What you are asked to do: Scan the entries below for lines holding "unset". Give the number of such lines alone.

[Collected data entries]
▼▼▼

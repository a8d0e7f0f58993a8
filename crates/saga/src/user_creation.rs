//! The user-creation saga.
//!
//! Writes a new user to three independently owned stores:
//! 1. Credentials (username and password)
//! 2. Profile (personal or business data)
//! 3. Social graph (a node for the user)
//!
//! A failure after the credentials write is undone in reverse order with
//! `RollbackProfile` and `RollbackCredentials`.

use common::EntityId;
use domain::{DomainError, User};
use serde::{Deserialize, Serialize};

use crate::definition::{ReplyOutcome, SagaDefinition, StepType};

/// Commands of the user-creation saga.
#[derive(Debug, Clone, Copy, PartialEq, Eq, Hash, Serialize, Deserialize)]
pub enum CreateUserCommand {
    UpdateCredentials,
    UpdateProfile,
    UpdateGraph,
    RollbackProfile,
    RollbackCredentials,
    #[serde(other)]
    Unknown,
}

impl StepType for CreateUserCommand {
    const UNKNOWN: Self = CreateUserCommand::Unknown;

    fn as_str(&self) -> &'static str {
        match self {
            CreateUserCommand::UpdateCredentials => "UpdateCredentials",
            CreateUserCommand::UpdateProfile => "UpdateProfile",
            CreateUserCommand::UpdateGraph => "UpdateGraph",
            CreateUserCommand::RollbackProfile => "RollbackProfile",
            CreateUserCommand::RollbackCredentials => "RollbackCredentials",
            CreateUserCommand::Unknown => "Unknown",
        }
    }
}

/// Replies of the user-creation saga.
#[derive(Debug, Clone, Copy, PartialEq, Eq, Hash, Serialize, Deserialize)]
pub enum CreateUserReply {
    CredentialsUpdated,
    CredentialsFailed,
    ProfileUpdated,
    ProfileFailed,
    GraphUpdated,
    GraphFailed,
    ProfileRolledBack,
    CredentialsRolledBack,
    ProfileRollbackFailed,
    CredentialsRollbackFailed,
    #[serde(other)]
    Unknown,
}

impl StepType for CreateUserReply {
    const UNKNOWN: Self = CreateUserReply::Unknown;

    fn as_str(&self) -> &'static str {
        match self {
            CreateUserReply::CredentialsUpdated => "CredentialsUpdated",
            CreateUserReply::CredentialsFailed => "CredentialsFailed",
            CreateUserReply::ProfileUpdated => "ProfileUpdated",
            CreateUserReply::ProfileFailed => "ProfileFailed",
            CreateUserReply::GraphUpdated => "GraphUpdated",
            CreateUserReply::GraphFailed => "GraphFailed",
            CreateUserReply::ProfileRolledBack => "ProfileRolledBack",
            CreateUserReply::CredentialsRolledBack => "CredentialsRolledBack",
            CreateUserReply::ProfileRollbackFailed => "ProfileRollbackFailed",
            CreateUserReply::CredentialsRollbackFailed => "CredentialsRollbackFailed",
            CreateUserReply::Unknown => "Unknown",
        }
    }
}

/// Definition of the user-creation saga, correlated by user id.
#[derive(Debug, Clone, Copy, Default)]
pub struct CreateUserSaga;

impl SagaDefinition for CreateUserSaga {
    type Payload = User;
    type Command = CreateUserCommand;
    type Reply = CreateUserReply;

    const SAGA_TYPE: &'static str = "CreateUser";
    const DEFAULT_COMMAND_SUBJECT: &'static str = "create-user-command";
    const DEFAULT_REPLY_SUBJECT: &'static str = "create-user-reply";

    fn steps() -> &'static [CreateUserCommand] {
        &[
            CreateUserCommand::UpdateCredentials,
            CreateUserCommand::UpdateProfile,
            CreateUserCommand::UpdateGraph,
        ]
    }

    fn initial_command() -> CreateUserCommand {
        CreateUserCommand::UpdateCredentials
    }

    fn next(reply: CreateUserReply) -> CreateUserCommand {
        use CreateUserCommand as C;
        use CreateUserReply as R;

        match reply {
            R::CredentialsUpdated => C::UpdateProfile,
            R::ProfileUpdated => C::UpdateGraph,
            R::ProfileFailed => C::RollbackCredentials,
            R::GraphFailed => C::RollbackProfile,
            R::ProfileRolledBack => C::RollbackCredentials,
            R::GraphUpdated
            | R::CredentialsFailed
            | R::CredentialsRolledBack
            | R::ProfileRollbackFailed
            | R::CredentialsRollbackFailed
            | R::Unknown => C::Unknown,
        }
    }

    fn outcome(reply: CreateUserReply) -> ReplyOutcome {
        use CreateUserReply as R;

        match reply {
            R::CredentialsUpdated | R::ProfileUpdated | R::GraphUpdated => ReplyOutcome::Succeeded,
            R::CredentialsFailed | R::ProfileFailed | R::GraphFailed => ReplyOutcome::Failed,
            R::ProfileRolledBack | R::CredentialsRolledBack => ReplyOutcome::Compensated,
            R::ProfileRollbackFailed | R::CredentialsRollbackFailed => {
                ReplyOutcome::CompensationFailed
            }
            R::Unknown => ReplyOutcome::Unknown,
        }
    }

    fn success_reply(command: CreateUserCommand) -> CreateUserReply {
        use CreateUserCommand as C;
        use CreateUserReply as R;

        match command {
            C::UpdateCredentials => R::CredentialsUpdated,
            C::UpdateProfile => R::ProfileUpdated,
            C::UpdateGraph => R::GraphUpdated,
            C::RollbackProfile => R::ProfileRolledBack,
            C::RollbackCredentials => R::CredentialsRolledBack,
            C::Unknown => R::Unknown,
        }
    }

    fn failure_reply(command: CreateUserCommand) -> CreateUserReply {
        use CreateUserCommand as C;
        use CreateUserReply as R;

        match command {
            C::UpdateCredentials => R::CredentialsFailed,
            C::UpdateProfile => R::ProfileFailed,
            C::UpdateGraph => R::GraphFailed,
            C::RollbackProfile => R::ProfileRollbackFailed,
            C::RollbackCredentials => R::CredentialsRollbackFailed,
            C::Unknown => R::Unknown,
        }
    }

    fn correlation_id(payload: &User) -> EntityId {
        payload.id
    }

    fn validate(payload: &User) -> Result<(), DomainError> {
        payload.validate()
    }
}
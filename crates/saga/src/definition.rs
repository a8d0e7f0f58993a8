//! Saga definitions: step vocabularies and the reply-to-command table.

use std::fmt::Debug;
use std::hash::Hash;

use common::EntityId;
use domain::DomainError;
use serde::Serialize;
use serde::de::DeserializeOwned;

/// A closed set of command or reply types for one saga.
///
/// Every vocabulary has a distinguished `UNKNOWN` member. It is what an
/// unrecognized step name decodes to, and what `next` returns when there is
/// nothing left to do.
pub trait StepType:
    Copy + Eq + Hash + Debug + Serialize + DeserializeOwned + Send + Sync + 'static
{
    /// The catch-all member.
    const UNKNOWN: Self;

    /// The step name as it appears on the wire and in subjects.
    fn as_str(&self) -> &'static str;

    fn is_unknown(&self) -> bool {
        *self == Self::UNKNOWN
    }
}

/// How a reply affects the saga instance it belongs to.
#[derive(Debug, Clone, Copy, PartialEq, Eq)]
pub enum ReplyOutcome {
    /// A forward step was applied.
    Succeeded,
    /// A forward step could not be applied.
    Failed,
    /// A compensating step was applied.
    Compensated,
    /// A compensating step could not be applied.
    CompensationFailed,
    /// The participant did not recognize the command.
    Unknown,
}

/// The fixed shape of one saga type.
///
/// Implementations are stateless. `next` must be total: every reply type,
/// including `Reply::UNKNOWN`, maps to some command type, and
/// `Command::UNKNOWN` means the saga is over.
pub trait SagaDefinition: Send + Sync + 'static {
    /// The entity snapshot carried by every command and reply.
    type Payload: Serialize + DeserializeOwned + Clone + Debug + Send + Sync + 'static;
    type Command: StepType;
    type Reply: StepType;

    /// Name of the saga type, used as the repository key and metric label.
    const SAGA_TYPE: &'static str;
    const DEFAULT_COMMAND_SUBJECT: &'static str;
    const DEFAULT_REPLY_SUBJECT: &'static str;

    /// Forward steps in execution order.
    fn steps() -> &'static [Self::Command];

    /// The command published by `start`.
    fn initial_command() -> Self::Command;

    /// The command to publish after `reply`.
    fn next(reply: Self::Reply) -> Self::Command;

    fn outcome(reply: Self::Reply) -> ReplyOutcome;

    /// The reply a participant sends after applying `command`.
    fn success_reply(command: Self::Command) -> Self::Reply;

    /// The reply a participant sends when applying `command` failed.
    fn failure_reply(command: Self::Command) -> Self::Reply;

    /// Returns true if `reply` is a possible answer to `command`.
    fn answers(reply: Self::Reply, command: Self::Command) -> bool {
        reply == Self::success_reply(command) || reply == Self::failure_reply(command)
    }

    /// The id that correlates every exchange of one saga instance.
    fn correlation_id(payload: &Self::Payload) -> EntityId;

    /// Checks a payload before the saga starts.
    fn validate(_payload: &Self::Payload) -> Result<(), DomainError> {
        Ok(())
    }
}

▲▲▲
▼▼▼

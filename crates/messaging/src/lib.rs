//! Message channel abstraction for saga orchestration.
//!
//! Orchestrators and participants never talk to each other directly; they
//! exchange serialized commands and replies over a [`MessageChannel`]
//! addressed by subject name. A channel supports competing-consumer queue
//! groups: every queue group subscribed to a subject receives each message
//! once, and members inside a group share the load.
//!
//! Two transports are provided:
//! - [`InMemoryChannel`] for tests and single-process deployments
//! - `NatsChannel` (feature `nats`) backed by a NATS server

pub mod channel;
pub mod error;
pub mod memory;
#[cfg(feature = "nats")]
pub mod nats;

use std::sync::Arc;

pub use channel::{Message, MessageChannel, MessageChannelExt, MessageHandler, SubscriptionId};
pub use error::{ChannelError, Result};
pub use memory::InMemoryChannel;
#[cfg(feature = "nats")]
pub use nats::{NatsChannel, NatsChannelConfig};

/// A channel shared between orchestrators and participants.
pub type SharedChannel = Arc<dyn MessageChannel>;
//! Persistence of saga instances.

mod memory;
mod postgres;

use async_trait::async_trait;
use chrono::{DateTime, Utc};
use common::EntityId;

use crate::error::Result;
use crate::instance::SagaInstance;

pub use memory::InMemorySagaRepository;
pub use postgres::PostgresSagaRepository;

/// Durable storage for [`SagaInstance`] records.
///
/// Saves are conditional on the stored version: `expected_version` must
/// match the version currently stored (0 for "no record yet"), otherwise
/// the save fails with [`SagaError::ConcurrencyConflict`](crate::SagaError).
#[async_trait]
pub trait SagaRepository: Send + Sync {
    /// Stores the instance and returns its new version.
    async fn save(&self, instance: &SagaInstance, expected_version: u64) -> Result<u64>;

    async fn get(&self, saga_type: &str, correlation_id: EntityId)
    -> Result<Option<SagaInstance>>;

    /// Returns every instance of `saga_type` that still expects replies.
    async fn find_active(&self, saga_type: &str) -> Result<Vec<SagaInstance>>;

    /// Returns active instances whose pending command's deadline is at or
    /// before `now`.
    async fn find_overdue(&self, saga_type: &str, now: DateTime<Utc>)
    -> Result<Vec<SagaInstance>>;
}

▲▲▲
▼▼▼

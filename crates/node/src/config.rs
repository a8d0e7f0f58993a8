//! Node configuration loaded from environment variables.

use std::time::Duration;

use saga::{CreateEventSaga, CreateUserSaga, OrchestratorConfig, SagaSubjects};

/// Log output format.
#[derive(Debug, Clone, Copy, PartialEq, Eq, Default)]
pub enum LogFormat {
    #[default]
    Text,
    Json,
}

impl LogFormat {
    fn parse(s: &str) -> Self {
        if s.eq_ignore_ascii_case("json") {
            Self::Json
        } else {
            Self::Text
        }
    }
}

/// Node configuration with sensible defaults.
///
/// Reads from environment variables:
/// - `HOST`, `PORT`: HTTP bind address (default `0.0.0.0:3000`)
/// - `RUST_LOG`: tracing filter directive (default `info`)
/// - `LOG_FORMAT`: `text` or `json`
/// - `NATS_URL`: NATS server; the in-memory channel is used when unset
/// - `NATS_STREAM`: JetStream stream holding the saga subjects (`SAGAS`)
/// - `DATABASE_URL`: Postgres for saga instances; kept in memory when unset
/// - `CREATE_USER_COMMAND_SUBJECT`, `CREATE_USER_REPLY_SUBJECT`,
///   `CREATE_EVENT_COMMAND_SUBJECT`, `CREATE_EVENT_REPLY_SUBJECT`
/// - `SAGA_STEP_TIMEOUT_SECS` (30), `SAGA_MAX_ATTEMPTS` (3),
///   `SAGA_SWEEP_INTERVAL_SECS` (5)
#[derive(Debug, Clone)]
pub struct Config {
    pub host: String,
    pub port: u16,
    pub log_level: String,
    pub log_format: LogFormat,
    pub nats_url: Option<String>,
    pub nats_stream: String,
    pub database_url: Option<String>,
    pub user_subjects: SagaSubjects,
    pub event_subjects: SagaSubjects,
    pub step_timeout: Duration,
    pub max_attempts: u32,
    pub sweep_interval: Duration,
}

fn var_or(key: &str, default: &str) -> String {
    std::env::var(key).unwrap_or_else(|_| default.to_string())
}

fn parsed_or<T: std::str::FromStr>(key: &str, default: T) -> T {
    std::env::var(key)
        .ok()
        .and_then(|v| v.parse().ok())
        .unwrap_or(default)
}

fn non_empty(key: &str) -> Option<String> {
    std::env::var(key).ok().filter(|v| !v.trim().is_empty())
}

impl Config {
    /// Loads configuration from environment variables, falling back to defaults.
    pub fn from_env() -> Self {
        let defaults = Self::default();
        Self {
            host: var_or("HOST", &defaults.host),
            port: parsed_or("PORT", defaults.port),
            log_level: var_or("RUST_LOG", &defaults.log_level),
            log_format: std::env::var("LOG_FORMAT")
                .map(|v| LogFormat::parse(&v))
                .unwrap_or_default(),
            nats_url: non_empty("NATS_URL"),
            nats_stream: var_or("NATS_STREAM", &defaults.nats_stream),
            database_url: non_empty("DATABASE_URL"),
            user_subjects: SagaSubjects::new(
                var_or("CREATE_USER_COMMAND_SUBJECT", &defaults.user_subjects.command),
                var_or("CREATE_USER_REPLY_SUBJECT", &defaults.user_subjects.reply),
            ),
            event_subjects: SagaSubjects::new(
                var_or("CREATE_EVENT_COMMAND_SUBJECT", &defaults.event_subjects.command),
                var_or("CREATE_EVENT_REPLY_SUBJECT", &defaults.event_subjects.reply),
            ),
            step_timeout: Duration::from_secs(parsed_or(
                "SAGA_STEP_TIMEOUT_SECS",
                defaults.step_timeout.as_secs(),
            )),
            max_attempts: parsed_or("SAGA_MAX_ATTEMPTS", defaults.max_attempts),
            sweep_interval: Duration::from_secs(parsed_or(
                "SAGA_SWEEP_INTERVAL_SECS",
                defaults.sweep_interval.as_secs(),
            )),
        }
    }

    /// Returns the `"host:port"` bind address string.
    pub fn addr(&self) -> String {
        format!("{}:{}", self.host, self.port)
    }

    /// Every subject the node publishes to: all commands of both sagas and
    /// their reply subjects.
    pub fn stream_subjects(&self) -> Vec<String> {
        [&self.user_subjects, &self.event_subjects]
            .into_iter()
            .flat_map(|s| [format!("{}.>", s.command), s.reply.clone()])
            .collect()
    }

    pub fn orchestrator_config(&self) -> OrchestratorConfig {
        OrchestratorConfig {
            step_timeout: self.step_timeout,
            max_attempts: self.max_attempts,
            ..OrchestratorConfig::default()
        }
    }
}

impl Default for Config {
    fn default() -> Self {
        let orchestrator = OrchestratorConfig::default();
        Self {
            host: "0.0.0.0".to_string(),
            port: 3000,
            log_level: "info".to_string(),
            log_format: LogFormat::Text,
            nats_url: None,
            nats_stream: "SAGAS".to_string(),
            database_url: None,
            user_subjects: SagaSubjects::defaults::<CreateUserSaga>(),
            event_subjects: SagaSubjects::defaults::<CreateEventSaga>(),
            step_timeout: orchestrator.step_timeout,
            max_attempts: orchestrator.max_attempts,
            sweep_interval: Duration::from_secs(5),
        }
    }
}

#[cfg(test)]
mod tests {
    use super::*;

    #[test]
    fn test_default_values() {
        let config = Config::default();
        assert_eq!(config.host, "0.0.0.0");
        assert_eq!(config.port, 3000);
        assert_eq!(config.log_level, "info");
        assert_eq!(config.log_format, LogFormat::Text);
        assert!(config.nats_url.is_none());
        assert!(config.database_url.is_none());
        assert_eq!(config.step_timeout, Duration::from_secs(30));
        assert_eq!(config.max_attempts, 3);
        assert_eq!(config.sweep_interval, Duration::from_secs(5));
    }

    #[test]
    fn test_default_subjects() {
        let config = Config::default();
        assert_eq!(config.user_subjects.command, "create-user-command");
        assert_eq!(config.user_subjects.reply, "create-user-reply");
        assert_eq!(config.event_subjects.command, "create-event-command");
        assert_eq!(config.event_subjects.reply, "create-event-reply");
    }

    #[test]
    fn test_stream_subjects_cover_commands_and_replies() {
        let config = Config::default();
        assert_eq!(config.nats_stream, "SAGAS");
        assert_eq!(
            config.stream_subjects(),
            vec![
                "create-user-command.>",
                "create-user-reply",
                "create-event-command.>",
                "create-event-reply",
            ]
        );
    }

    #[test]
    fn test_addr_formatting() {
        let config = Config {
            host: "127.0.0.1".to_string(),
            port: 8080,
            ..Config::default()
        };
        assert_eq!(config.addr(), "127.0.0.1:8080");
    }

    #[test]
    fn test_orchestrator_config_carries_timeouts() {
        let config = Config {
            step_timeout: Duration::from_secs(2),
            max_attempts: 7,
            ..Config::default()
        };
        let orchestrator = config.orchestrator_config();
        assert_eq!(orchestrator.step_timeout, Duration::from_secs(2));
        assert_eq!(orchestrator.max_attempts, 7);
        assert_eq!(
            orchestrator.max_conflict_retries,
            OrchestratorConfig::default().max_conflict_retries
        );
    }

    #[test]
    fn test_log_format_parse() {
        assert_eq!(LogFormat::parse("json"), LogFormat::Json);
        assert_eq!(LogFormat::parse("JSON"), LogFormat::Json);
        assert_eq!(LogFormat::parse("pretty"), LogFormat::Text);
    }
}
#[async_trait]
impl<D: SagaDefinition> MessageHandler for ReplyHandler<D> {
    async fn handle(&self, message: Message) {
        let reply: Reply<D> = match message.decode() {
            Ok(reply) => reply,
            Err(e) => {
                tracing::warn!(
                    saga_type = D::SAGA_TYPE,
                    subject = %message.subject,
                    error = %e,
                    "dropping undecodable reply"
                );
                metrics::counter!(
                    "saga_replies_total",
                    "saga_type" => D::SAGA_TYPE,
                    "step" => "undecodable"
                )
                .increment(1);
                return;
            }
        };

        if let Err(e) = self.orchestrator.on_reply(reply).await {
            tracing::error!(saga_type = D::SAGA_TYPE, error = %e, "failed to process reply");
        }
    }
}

▲▲▲

Written reply: 2